A maioria das dívidas contraídas pelos brasileiros está ligada à sobrevivência e ao consumo básico, e não necessariamente à aquisição de patrimônio:

  • 62,3% das dívidas estão relacionadas a despesas essenciais (contas, supermercado, saúde)
  • 18,5% referem-se a consumo (compras parceladas, roupas, bens duráveis)
  • Apenas 11,4% são voltadas para a aquisição de patrimônio ou investimento (imóveis, veículos, educação)

As "dívidas acumuladas / juros altos" são o segundo fator que mais impacta negativamente a situação financeira das famílias brasileiras (33,5%), o que faz ficar atrás apenas do aumento do preço dos alimentos

Novo Desenrola

Diante desse cenário de asfixia financeira, o governo federal prepara uma resposta estratégica. Está previsto para esta semana o anúncio de uma nova etapa do Programa Desenrola, focado em ampliar o alcance das renegociações e facilitar a saída de milhões de brasileiros do cadastro de inadimplentes.

A eficiência do programa vai ser medida pela capacidade de atingir justamente a parcela da população que comprometeu a renda com o básico.

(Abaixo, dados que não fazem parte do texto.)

//! `OpenAI`: chat completions for older models, the Responses API for newer ones

use async_trait::async_trait;
use secrecy::{ExposeSecret, SecretString};
use switchboard_config::Credentials;
use tokio_util::sync::CancellationToken;

use super::openai_compat::{OpenAiCompatAdapter, same_ids};
use super::{Adapter, AdapterContext};
use crate::convert::openai::TokenField;
use crate::convert::responses::{self as convert, ResponsesDecoder};
use crate::error::LlmError;
use crate::protocol::openai::{ResponsesRequest, ResponsesResponse};
use crate::stream::{ChunkStream, sse_events};
use crate::types::{ChatRequest, ChatResponse};

/// Required keys
pub const REQUIRED_KEYS: &[&str] = &["OPENAI_API_KEY"];

/// Optional keys
pub const OPTIONAL_KEYS: &[&str] = &["OPENAI_BASE_URL"];

const DEFAULT_BASE_URL: &str = "https://api.openai.com/v1";

/// Served through chat completions
const CHAT_MODELS: &[&str] = &[
    "chatgpt-4o-latest",
    "gpt-3.5-turbo",
    "gpt-3.5-turbo-0125",
    "gpt-3.5-turbo-1106",
    "gpt-3.5-turbo-16k",
    "gpt-4",
    "gpt-4-0125-preview",
    "gpt-4-0613",
    "gpt-4-1106-preview",
    "gpt-4-turbo",
    "gpt-4-turbo-2024-04-09",
    "gpt-4-turbo-preview",
    "gpt-4o",
    "gpt-4o-2024-05-13",
    "gpt-4o-2024-08-06",
    "gpt-4o-2024-11-20",
    "gpt-4o-mini",
    "gpt-4o-mini-2024-07-18",
    "gpt-4o-mini-search-preview",
    "gpt-4o-mini-search-preview-2025-03-11",
    "gpt-4o-search-preview",
    "gpt-4o-search-preview-2025-03-11",
    "o1-mini",
    "o1-mini-2024-09-12",
];

/// Served through the Responses API
const RESPONSES_MODELS: &[&str] = &[
    "gpt-5",
    "gpt-5-2025-08-07",
    "gpt-5-mini",
    "gpt-5-mini-2025-08-07",
    "gpt-5-nano",
    "gpt-5-nano-2025-08-07",
    "gpt-5-chat-latest",
    "o1",
    "o1-2024-12-17",
    "o1-pro",
    "o1-pro-2025-03-19",
    "o3",
    "o3-2025-04-16",
    "o3-mini",
    "o3-mini-2025-01-31",
    "o3-pro",
    "o3-pro-2025-06-10",
    "o3-deep-research",
    "o3-deep-research-2025-06-26",
    "o4-mini",
    "o4-mini-2025-04-16",
    "o4-mini-deep-research",
    "o4-mini-deep-research-2025-06-26",
    "gpt-4.1",
    "gpt-4.1-2025-04-14",
    "gpt-4.1-mini",
    "gpt-4.1-mini-2025-04-14",
    "gpt-4.1-nano",
    "gpt-4.1-nano-2025-04-14",
];

/// `OpenAI` adapter
///
/// Legacy chat models are delegated to the generic compatible adapter;
/// everything else goes through `/responses`.
#[derive(Debug)]
pub struct OpenAiAdapter {
    chat: OpenAiCompatAdapter,
    context: AdapterContext,
    api_key: SecretString,
    responses_url: String,
    models: Vec<String>,
}

impl OpenAiAdapter {
    /// Build from credentials
    pub fn new(credentials: &Credentials, context: &AdapterContext) -> anyhow::Result<Self> {
        let api_key = SecretString::from(super::require(credentials, "OPENAI_API_KEY")?);
        let base = super::base_url(credentials, "OPENAI_BASE_URL", DEFAULT_BASE_URL)?;

        let chat = OpenAiCompatAdapter::hosted(
            "openai",
            REQUIRED_KEYS,
            credentials,
            context,
            ("OPENAI_BASE_URL", DEFAULT_BASE_URL),
            same_ids(CHAT_MODELS),
        )?
        .with_token_field(TokenField::MaxCompletionTokens);

        let models = chat
            .models()
            .iter()
            .cloned()
            .chain(super::model_ids(RESPONSES_MODELS))
            .collect();

        Ok(Self {
            chat,
            context: context.clone(),
            api_key,
            responses_url: super::endpoint(&base, "responses"),
            models,
        })
    }

    fn uses_chat(&self, model: &str) -> bool {
        self.chat.supports(model)
    }

    fn prepare(&self, req: &ChatRequest, stream: bool) -> Result<ResponsesRequest, LlmError> {
        crate::convert::check_parts(&req.messages, convert::ACCEPTED_PARTS)?;
        let mut body = convert::request(req, &req.model)?;
        body.stream = stream;
        Ok(body)
    }

    fn post(&self, body: &ResponsesRequest) -> reqwest::RequestBuilder {
        self.context
            .client
            .post(&self.responses_url)
            .bearer_auth(self.api_key.expose_secret())
            .json(body)
    }
}

#[async_trait]
impl Adapter for OpenAiAdapter {
    fn name(&self) -> &str {
        "openai"
    }

    fn required_keys(&self) -> &'static [&'static str] {
        REQUIRED_KEYS
    }

    fn models(&self) -> &[String] {
        &self.models
    }

    async fn invoke(&self, request: &ChatRequest) -> Result<ChatResponse, LlmError> {
        if self.uses_chat(&request.model) {
            return self.chat.invoke(request).await;
        }

        let body = self.prepare(request, false)?;
        tracing::debug!(vendor = "openai", model = %request.model, "sending responses request");
        let response = super::send("openai", self.post(&body)).await?;
        let response: ResponsesResponse = super::read_json("openai", response).await?;

        convert::response(response, &request.model)
    }

    async fn stream(&self, request: &ChatRequest, cancel: CancellationToken) -> Result<ChunkStream, LlmError> {
        if self.uses_chat(&request.model) {
            return self.chat.stream(request, cancel).await;
        }

        let body = self.prepare(request, true)?;
        tracing::debug!(vendor = "openai", model = %request.model, "opening responses stream");
        let response = super::send("openai", self.post(&body)).await?;

        Ok(super::chunk_stream(
            sse_events(response, ResponsesDecoder::new()),
            request,
            cancel,
            &self.context,
        ))
    }
}
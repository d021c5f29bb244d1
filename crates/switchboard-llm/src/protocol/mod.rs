//! Wire format types for vendor-specific API protocols
//!
//! Each module contains pure serde structs matching the respective vendor's
//! JSON API format. These types are only used for serialization/deserialization
//! at the boundary and are not used internally. `ollama` is the exception in
//! direction: it is a format the gateway serves rather than calls.

pub mod anthropic;
pub mod cohere;
pub mod google;
pub mod ollama;
pub mod openai;
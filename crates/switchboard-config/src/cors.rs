use serde::Deserialize;

/// CORS configuration
#[derive(Debug, Clone, Default, Deserialize)]
#[serde(deny_unknown_fields)]
pub struct CorsConfig {
    /// Allowed origins (`"*"` or a list)
    #[serde(default)]
    pub origins: AnyOrList,
    /// Allowed methods (`"*"` or a list)
    #[serde(default)]
    pub methods: AnyOrList,
    /// Allowed request headers (`"*"` or a list)
    #[serde(default)]
    pub headers: AnyOrList,
    /// Preflight cache lifetime in seconds
    #[serde(default)]
    pub max_age: Option<u64>,
}

/// Wildcard or explicit list of values
#[derive(Debug, Clone, Default, PartialEq, Eq, Deserialize)]
#[serde(from = "RawAnyOrList")]
pub enum AnyOrList {
    /// Match anything
    #[default]
    Any,
    /// Explicit values
    List(Vec<String>),
}

#[derive(Deserialize)]
#[serde(untagged)]
enum RawAnyOrList {
    One(String),
    Many(Vec<String>),
}

impl From<RawAnyOrList> for AnyOrList {
    fn from(raw: RawAnyOrList) -> Self {
        let values = match raw {
            RawAnyOrList::One(value) => vec![value],
            RawAnyOrList::Many(values) => values,
        };

        if values.iter().any(|v| v == "*") {
            Self::Any
        } else {
            Self::List(values)
        }
    }
}
//! Ollama chat API shapes served to Ollama clients

use serde::Serialize;

use crate::types::FinishReason;

/// One `/api/chat` reply line, or the whole non-streaming reply
#[derive(Debug, Clone, PartialEq, Serialize)]
pub struct OllamaChatResponse {
    /// Model that served the request
    pub model: String,
    /// RFC 3339 creation time
    pub created_at: String,
    /// Assistant message or message fragment
    pub message: OllamaMessage,
    /// Why generation stopped, on the final line only
    pub done_reason: Option<FinishReason>,
    /// Whether this is the final line
    pub done: bool,
    /// Prompt tokens
    #[serde(skip_serializing_if = "Option::is_none")]
    pub prompt_eval_count: Option<u32>,
    /// Completion tokens
    #[serde(skip_serializing_if = "Option::is_none")]
    pub eval_count: Option<u32>,
}

/// Assistant message in Ollama form
#[derive(Debug, Clone, PartialEq, Serialize)]
pub struct OllamaMessage {
    /// Always `assistant`
    pub role: &'static str,
    /// Text content
    pub content: String,
    /// Complete tool calls
    #[serde(skip_serializing_if = "Vec::is_empty")]
    pub tool_calls: Vec<OllamaToolCall>,
}

/// Tool call with parsed arguments
#[derive(Debug, Clone, PartialEq, Serialize)]
pub struct OllamaToolCall {
    /// Called function
    pub function: OllamaFunctionCall,
}

/// Function name and arguments object
#[derive(Debug, Clone, PartialEq, Serialize)]
pub struct OllamaFunctionCall {
    /// Function name
    pub name: String,
    /// Arguments as a JSON object
    pub arguments: serde_json::Value,
}

/// `/api/tags` response
#[derive(Debug, Clone, Serialize)]
pub struct OllamaModelList {
    /// Available models
    pub models: Vec<OllamaModel>,
}

/// One model in the tag listing
#[derive(Debug, Clone, Serialize)]
pub struct OllamaModel {
    /// Model identifier
    pub name: String,
    /// Model identifier, repeated
    pub model: String,
    /// RFC 3339 time of the listing
    pub modified_at: String,
    /// Model details; always empty
    pub details: serde_json::Map<String, serde_json::Value>,
}
//! `OpenAI` chat completion and Responses API wire format types

use serde::{Deserialize, Serialize};

use crate::types::{Message, StreamOptions, ToolCall, ToolChoice, ToolDefinition};

// -- Chat completions: request --

/// Chat completion request sent to an `OpenAI`-compatible vendor
///
/// Messages already use the `OpenAI` shape, so they are forwarded as-is.
#[derive(Debug, Clone, Serialize)]
pub struct OpenAiChatRequest {
    /// Vendor-side model identifier
    pub model: String,
    /// Conversation messages
    pub messages: Vec<Message>,
    /// Sampling temperature
    #[serde(skip_serializing_if = "Option::is_none")]
    pub temperature: Option<f64>,
    /// Nucleus sampling threshold
    #[serde(skip_serializing_if = "Option::is_none")]
    pub top_p: Option<f64>,
    /// Token budget (legacy field name, used by compatible vendors)
    #[serde(skip_serializing_if = "Option::is_none")]
    pub max_tokens: Option<u32>,
    /// Token budget (current field name)
    #[serde(skip_serializing_if = "Option::is_none")]
    pub max_completion_tokens: Option<u32>,
    /// Stop sequences
    #[serde(skip_serializing_if = "Option::is_none")]
    pub stop: Option<Vec<String>>,
    /// Frequency penalty
    #[serde(skip_serializing_if = "Option::is_none")]
    pub frequency_penalty: Option<f64>,
    /// Presence penalty
    #[serde(skip_serializing_if = "Option::is_none")]
    pub presence_penalty: Option<f64>,
    /// Random seed
    #[serde(skip_serializing_if = "Option::is_none")]
    pub seed: Option<u64>,
    /// End-user identifier
    #[serde(skip_serializing_if = "Option::is_none")]
    pub user: Option<String>,
    /// Tool definitions
    #[serde(skip_serializing_if = "Option::is_none")]
    pub tools: Option<Vec<ToolDefinition>>,
    /// Tool choice
    #[serde(skip_serializing_if = "Option::is_none")]
    pub tool_choice: Option<ToolChoice>,
    /// Whether to stream the response
    pub stream: bool,
    /// Stream options, only sent when usage is requested
    #[serde(skip_serializing_if = "Option::is_none")]
    pub stream_options: Option<StreamOptions>,
    /// Caller fields passed through untouched
    #[serde(flatten)]
    pub extra: serde_json::Map<String, serde_json::Value>,
}

// -- Chat completions: response --

/// Chat completion response
#[derive(Debug, Clone, Deserialize)]
pub struct OpenAiResponse {
    /// Response identifier
    #[serde(default)]
    pub id: String,
    /// Creation timestamp
    #[serde(default)]
    pub created: u64,
    /// Model used
    #[serde(default)]
    pub model: String,
    /// Generated choices
    #[serde(default)]
    pub choices: Vec<OpenAiChoice>,
    /// Token usage
    #[serde(default)]
    pub usage: Option<OpenAiUsage>,
}

/// Choice within a chat completion response
#[derive(Debug, Clone, Deserialize)]
pub struct OpenAiChoice {
    /// Choice index
    #[serde(default)]
    pub index: u32,
    /// Generated message
    pub message: OpenAiChoiceMessage,
    /// Why generation stopped
    #[serde(default)]
    pub finish_reason: Option<String>,
}

/// Message within a response choice
#[derive(Debug, Clone, Deserialize)]
pub struct OpenAiChoiceMessage {
    /// Text content
    #[serde(default)]
    pub content: Option<String>,
    /// Tool calls
    #[serde(default)]
    pub tool_calls: Option<Vec<ToolCall>>,
}

/// Token usage; counters are optional so omissions can be detected
#[derive(Debug, Clone, Default, Deserialize)]
pub struct OpenAiUsage {
    /// Prompt tokens
    #[serde(default)]
    pub prompt_tokens: Option<u32>,
    /// Completion tokens
    #[serde(default)]
    pub completion_tokens: Option<u32>,
}

// -- Chat completions: streaming --

/// Streaming chunk
#[derive(Debug, Clone, Deserialize)]
pub struct OpenAiStreamChunk {
    /// Chunk identifier
    #[serde(default)]
    pub id: Option<String>,
    /// Model used
    #[serde(default)]
    pub model: Option<String>,
    /// Delta choices
    #[serde(default)]
    pub choices: Vec<OpenAiStreamChoice>,
    /// Usage (final chunk when `stream_options.include_usage` is set)
    #[serde(default)]
    pub usage: Option<OpenAiUsage>,
}

/// Choice within a streaming chunk
#[derive(Debug, Clone, Deserialize)]
pub struct OpenAiStreamChoice {
    /// Choice index
    #[serde(default)]
    pub index: u32,
    /// Incremental delta
    #[serde(default)]
    pub delta: OpenAiStreamDelta,
    /// Finish reason (final chunk)
    #[serde(default)]
    pub finish_reason: Option<String>,
}

/// Delta content within a streaming choice
#[derive(Debug, Clone, Default, Deserialize)]
pub struct OpenAiStreamDelta {
    /// Incremental text content
    #[serde(default)]
    pub content: Option<String>,
    /// Incremental tool calls
    #[serde(default)]
    pub tool_calls: Option<Vec<crate::types::ToolCallDelta>>,
}

// -- Responses API: request --

/// Responses API request
#[derive(Debug, Clone, Serialize)]
pub struct ResponsesRequest {
    /// Model identifier
    pub model: String,
    /// Conversation items
    pub input: Vec<ResponsesInputItem>,
    /// System instructions
    #[serde(skip_serializing_if = "Option::is_none")]
    pub instructions: Option<String>,
    /// Sampling temperature
    #[serde(skip_serializing_if = "Option::is_none")]
    pub temperature: Option<f64>,
    /// Nucleus sampling threshold
    #[serde(skip_serializing_if = "Option::is_none")]
    pub top_p: Option<f64>,
    /// Token budget
    pub max_output_tokens: u32,
    /// Function tools
    #[serde(skip_serializing_if = "Vec::is_empty")]
    pub tools: Vec<ResponsesTool>,
    /// Tool choice
    #[serde(skip_serializing_if = "Option::is_none")]
    pub tool_choice: Option<serde_json::Value>,
    /// Whether to stream the response
    pub stream: bool,
    /// Do not persist the response on the vendor side
    pub store: bool,
}

/// Item of the Responses API `input` array
#[derive(Debug, Clone, Serialize)]
#[serde(tag = "type", rename_all = "snake_case")]
pub enum ResponsesInputItem {
    /// A conversational message
    Message {
        /// "user", "assistant", or "system"
        role: &'static str,
        /// Content parts
        content: Vec<ResponsesContent>,
    },
    /// A function call previously made by the assistant
    FunctionCall {
        /// Call identifier
        call_id: String,
        /// Function name
        name: String,
        /// JSON-encoded arguments
        arguments: String,
    },
    /// Result of a function call
    FunctionCallOutput {
        /// Call identifier
        call_id: String,
        /// Tool output
        output: String,
    },
}

/// Content part within a Responses API message
#[derive(Debug, Clone, Serialize)]
#[serde(tag = "type", rename_all = "snake_case")]
pub enum ResponsesContent {
    /// Text sent by the user or system
    InputText {
        /// The text
        text: String,
    },
    /// Image sent by the user
    InputImage {
        /// URL or data URI
        image_url: String,
        /// Detail level
        #[serde(skip_serializing_if = "Option::is_none")]
        detail: Option<String>,
    },
    /// File sent by the user
    InputFile {
        /// Vendor-side file id
        #[serde(skip_serializing_if = "Option::is_none")]
        file_id: Option<String>,
        /// Inline data URI
        #[serde(skip_serializing_if = "Option::is_none")]
        file_data: Option<String>,
        /// File name
        #[serde(skip_serializing_if = "Option::is_none")]
        filename: Option<String>,
    },
    /// Text previously produced by the assistant
    OutputText {
        /// The text
        text: String,
    },
}

/// Function tool in the Responses API (flattened)
#[derive(Debug, Clone, Serialize)]
pub struct ResponsesTool {
    /// Always "function"
    #[serde(rename = "type")]
    pub tool_type: &'static str,
    /// Function name
    pub name: String,
    /// Description
    #[serde(skip_serializing_if = "Option::is_none")]
    pub description: Option<String>,
    /// JSON Schema for parameters
    pub parameters: serde_json::Value,
}

// -- Responses API: response --

/// Responses API response object
#[derive(Debug, Clone, Deserialize)]
pub struct ResponsesResponse {
    /// Response identifier
    #[serde(default)]
    pub id: String,
    /// Creation timestamp
    #[serde(default)]
    pub created_at: Option<u64>,
    /// Model used
    #[serde(default)]
    pub model: String,
    /// `completed`, `incomplete`, `failed`, ...
    #[serde(default)]
    pub status: Option<String>,
    /// Why the response is incomplete
    #[serde(default)]
    pub incomplete_details: Option<ResponsesIncompleteDetails>,
    /// Failure details
    #[serde(default)]
    pub error: Option<ResponsesError>,
    /// Output items
    #[serde(default)]
    pub output: Vec<ResponsesOutputItem>,
    /// Token usage
    #[serde(default)]
    pub usage: Option<ResponsesUsage>,
}

/// Reason for an incomplete response
#[derive(Debug, Clone, Deserialize)]
pub struct ResponsesIncompleteDetails {
    /// `max_output_tokens` or `content_filter`
    #[serde(default)]
    pub reason: Option<String>,
}

/// Error object of a failed response
#[derive(Debug, Clone, Deserialize)]
pub struct ResponsesError {
    /// Error message
    #[serde(default)]
    pub message: String,
}

/// Output item of a response
#[derive(Debug, Clone, Deserialize)]
#[serde(tag = "type", rename_all = "snake_case")]
pub enum ResponsesOutputItem {
    /// Assistant message
    Message {
        /// Content parts
        #[serde(default)]
        content: Vec<ResponsesOutputContent>,
    },
    /// Function call
    FunctionCall {
        /// Call identifier
        call_id: String,
        /// Function name
        name: String,
        /// JSON-encoded arguments
        #[serde(default)]
        arguments: String,
    },
    /// Reasoning summaries and other items that carry no output text
    #[serde(other)]
    Other,
}

/// Content part of an output message
#[derive(Debug, Clone, Deserialize)]
#[serde(tag = "type", rename_all = "snake_case")]
pub enum ResponsesOutputContent {
    /// Generated text
    OutputText {
        /// The text
        text: String,
    },
    /// Refusal message
    Refusal {
        /// The refusal text
        refusal: String,
    },
    /// Anything else
    #[serde(other)]
    Other,
}

/// Responses API token usage
#[derive(Debug, Clone, Deserialize)]
pub struct ResponsesUsage {
    /// Input tokens
    #[serde(default)]
    pub input_tokens: Option<u32>,
    /// Output tokens
    #[serde(default)]
    pub output_tokens: Option<u32>,
}

// -- Responses API: streaming --

/// Responses API stream event
#[derive(Debug, Clone, Deserialize)]
#[serde(tag = "type")]
pub enum ResponsesStreamEvent {
    /// Response created
    #[serde(rename = "response.created")]
    Created {
        /// Initial response object
        response: ResponsesResponse,
    },
    /// A new output item started
    #[serde(rename = "response.output_item.added")]
    OutputItemAdded {
        /// Position in the `output` array
        output_index: u32,
        /// The item
        item: ResponsesOutputItem,
    },
    /// Text fragment
    #[serde(rename = "response.output_text.delta")]
    OutputTextDelta {
        /// Text fragment
        delta: String,
    },
    /// Refusal fragment
    #[serde(rename = "response.refusal.delta")]
    RefusalDelta {
        /// Refusal fragment
        delta: String,
    },
    /// Function call argument fragment
    #[serde(rename = "response.function_call_arguments.delta")]
    FunctionCallArgumentsDelta {
        /// Position in the `output` array
        output_index: u32,
        /// Arguments fragment
        delta: String,
    },
    /// Response completed
    #[serde(rename = "response.completed")]
    Completed {
        /// Final response object
        response: ResponsesResponse,
    },
    /// Response stopped early
    #[serde(rename = "response.incomplete")]
    Incomplete {
        /// Final response object
        response: ResponsesResponse,
    },
    /// Response failed
    #[serde(rename = "response.failed")]
    Failed {
        /// Final response object
        response: ResponsesResponse,
    },
    /// Stream-level error
    #[serde(rename = "error")]
    Error {
        /// Error message
        #[serde(default)]
        message: String,
    },
    /// Events that carry nothing the gateway forwards
    #[serde(other)]
    Other,
}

O Programa de renegociação de dívidas (Desenrola) é visto de forma muito positiva pela população. É considerado um acerto do governo por 74% dos entrevistados, apresentando um saldo de aprovação de +57 pontos percentuais

O levantamento AtlasIntel/Latam Pulse entrevistou, por Recrutamento Digital Aleatório (RDR), 5.008 pessoas, entre os dias 22 e 27 de abril. A margem de erro é de +-1 (um ponto percentual) para mais ou para menos, e o nível de confiança é de 95%.